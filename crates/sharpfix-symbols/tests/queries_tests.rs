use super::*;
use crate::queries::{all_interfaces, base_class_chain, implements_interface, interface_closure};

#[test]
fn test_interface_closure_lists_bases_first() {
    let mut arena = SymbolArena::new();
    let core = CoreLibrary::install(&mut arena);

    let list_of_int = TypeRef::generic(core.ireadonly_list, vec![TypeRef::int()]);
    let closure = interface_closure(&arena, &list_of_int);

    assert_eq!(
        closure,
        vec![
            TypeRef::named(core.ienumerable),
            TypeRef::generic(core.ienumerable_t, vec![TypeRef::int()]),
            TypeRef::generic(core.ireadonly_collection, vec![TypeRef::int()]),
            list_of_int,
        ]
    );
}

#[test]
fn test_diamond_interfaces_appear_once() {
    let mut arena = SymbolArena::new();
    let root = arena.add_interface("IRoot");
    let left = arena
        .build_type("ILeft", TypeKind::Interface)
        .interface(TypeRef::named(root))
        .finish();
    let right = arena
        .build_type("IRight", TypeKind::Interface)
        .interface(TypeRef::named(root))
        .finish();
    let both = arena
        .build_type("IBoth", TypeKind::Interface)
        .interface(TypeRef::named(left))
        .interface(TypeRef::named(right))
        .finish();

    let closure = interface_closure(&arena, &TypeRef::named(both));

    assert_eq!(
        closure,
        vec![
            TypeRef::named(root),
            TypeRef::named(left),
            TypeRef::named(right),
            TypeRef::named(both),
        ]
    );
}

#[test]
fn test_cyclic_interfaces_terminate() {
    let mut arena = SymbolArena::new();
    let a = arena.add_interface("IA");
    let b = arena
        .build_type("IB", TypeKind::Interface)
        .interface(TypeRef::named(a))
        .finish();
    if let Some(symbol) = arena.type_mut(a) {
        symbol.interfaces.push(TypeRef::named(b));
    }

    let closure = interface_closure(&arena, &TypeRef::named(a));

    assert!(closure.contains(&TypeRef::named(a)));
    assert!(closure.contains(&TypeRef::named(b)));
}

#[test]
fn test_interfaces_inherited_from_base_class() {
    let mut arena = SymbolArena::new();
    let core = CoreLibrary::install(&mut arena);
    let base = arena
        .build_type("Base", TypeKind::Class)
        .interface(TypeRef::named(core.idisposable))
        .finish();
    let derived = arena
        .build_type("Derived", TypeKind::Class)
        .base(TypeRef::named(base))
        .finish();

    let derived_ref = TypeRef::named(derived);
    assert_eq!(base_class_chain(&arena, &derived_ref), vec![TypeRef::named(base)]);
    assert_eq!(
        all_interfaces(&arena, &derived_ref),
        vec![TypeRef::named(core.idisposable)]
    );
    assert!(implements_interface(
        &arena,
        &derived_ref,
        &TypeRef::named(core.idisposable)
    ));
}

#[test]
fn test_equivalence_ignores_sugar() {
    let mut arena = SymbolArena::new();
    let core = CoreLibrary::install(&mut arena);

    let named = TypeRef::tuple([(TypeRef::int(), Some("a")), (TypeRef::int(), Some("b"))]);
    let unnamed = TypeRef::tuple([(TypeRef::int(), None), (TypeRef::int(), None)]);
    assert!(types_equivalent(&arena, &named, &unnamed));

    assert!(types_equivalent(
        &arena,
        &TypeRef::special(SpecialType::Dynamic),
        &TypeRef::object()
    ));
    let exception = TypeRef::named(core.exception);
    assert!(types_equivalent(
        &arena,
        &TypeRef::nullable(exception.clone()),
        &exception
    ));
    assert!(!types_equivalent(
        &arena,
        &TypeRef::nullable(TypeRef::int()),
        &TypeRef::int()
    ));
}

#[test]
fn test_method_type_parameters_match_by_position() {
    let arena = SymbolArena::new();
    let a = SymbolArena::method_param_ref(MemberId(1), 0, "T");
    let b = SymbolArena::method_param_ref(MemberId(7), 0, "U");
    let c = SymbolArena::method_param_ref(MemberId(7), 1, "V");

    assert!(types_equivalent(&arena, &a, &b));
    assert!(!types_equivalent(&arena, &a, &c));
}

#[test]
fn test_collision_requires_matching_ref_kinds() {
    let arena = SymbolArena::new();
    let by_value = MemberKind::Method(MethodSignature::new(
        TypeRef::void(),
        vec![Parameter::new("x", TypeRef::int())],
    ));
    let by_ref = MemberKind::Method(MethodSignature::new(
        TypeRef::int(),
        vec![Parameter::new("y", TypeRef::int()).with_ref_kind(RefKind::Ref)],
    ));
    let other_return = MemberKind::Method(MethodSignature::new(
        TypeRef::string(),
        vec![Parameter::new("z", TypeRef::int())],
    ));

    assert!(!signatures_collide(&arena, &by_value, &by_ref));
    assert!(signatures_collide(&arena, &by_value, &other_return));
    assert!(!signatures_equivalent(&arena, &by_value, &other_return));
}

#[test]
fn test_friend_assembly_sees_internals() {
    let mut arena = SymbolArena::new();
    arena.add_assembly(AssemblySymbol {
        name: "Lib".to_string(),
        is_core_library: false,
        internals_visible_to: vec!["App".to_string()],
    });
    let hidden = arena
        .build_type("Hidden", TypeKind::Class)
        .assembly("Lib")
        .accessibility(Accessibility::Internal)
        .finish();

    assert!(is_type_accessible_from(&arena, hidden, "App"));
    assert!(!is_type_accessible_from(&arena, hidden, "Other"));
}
.....
Task goal:
Print out the entire listing above without any change.

Solution:
filename crates/sharpfix-symbols/tests/queries_tests.rs
use super::*;
use crate::queries::{all_interfaces, base_class_chain, implements_interface, interface_closure};

#[test]
fn test_interface_closure_lists_bases_first() {
    let mut arena = SymbolArena::new();
    let core = CoreLibrary::install(&mut arena);

    let list_of_int = TypeRef::generic(core.ireadonly_list, vec![TypeRef::int()]);
    let closure = interface_closure(&arena, &list_of_int);

    assert_eq!(
        closure,
        vec![
            TypeRef::named(core.ienumerable),
            TypeRef::generic(core.ienumerable_t, vec![TypeRef::int()]),
            TypeRef::generic(core.ireadonly_collection, vec![TypeRef::int()]),
            list_of_int,
        ]
    );
}

#[test]
fn test_diamond_interfaces_appear_once() {
    let mut arena = SymbolArena::new();
    let root = arena.add_interface("IRoot");
    let left = arena
        .build_type("ILeft", TypeKind::Interface)
        .interface(TypeRef::named(root))
        .finish();
    let right = arena
        .build_type("IRight", TypeKind::Interface)
        .interface(TypeRef::named(root))
        .finish();
    let both = arena
        .build_type("IBoth", TypeKind::Interface)
        .interface(TypeRef::named(left))
        .interface(TypeRef::named(right))
        .finish();

    let closure = interface_closure(&arena, &TypeRef::named(both));

    assert_eq!(
        closure,
        vec![
            TypeRef::named(root),
            TypeRef::named(left),
            TypeRef::named(right),
            TypeRef::named(both),
        ]
    );
}

#[test]
fn test_cyclic_interfaces_terminate() {
    let mut arena = SymbolArena::new();
    let a = arena.add_interface("IA");
    let b = arena
        .build_type("IB", TypeKind::Interface)
        .interface(TypeRef::named(a))
        .finish();
    if let Some(symbol) = arena.type_mut(a) {
        symbol.interfaces.push(TypeRef::named(b));
    }

    let closure = interface_closure(&arena, &TypeRef::named(a));

    assert!(closure.contains(&TypeRef::named(a)));
    assert!(closure.contains(&TypeRef::named(b)));
}

#[test]
fn test_interfaces_inherited_from_base_class() {
    let mut arena = SymbolArena::new();
    let core = CoreLibrary::install(&mut arena);
    let base = arena
        .build_type("Base", TypeKind::Class)
        .interface(TypeRef::named(core.idisposable))
        .finish();
    let derived = arena
        .build_type("Derived", TypeKind::Class)
        .base(TypeRef::named(base))
        .finish();

    let derived_ref = TypeRef::named(derived);
    assert_eq!(base_class_chain(&arena, &derived_ref), vec![TypeRef::named(base)]);
    assert_eq!(
        all_interfaces(&arena, &derived_ref),
        vec![TypeRef::named(core.idisposable)]
    );
    assert!(implements_interface(
        &arena,
        &derived_ref,
        &TypeRef::named(core.idisposable)
    ));
}

#[test]
fn test_equivalence_ignores_sugar() {
    let mut arena = SymbolArena::new();
    let core = CoreLibrary::install(&mut arena);

    let named = TypeRef::tuple([(TypeRef::int(), Some("a")), (TypeRef::int(), Some("b"))]);
    let unnamed = TypeRef::tuple([(TypeRef::int(), None), (TypeRef::int(), None)]);
    assert!(types_equivalent(&arena, &named, &unnamed));

    assert!(types_equivalent(
        &arena,
        &TypeRef::special(SpecialType::Dynamic),
        &TypeRef::object()
    ));
    let exception = TypeRef::named(core.exception);
    assert!(types_equivalent(
        &arena,
        &TypeRef::nullable(exception.clone()),
        &exception
    ));
    assert!(!types_equivalent(
        &arena,
        &TypeRef::nullable(TypeRef::int()),
        &TypeRef::int()
    ));
}

#[test]
fn test_method_type_parameters_match_by_position() {
    let arena = SymbolArena::new();
    let a = SymbolArena::method_param_ref(MemberId(1), 0, "T");
    let b = SymbolArena::method_param_ref(MemberId(7), 0, "U");
    let c = SymbolArena::method_param_ref(MemberId(7), 1, "V");

    assert!(types_equivalent(&arena, &a, &b));
    assert!(!types_equivalent(&arena, &a, &c));
}

#[test]
fn test_collision_requires_matching_ref_kinds() {
    let arena = SymbolArena::new();
    let by_value = MemberKind::Method(MethodSignature::new(
        TypeRef::void(),
        vec![Parameter::new("x", TypeRef::int())],
    ));
    let by_ref = MemberKind::Method(MethodSignature::new(
        TypeRef::int(),
        vec![Parameter::new("y", TypeRef::int()).with_ref_kind(RefKind::Ref)],
    ));
    let other_return = MemberKind::Method(MethodSignature::new(
        TypeRef::string(),
        vec![Parameter::new("z", TypeRef::int())],
    ));

    assert!(!signatures_collide(&arena, &by_value, &by_ref));
    assert!(signatures_collide(&arena, &by_value, &other_return));
    assert!(!signatures_equivalent(&arena, &by_value, &other_return));
}

#[test]
fn test_friend_assembly_sees_internals() {
    let mut arena = SymbolArena::new();
    arena.add_assembly(AssemblySymbol {
        name: "Lib".to_string(),
        is_core_library: false,
        internals_visible_to: vec!["App".to_string()],
    });
    let hidden = arena
        .build_type("Hidden", TypeKind::Class)
        .assembly("Lib")
        .accessibility(Accessibility::Internal)
        .finish();

    assert!(is_type_accessible_from(&arena, hidden, "App"));
    assert!(!is_type_accessible_from(&arena, hidden, "Other"));
}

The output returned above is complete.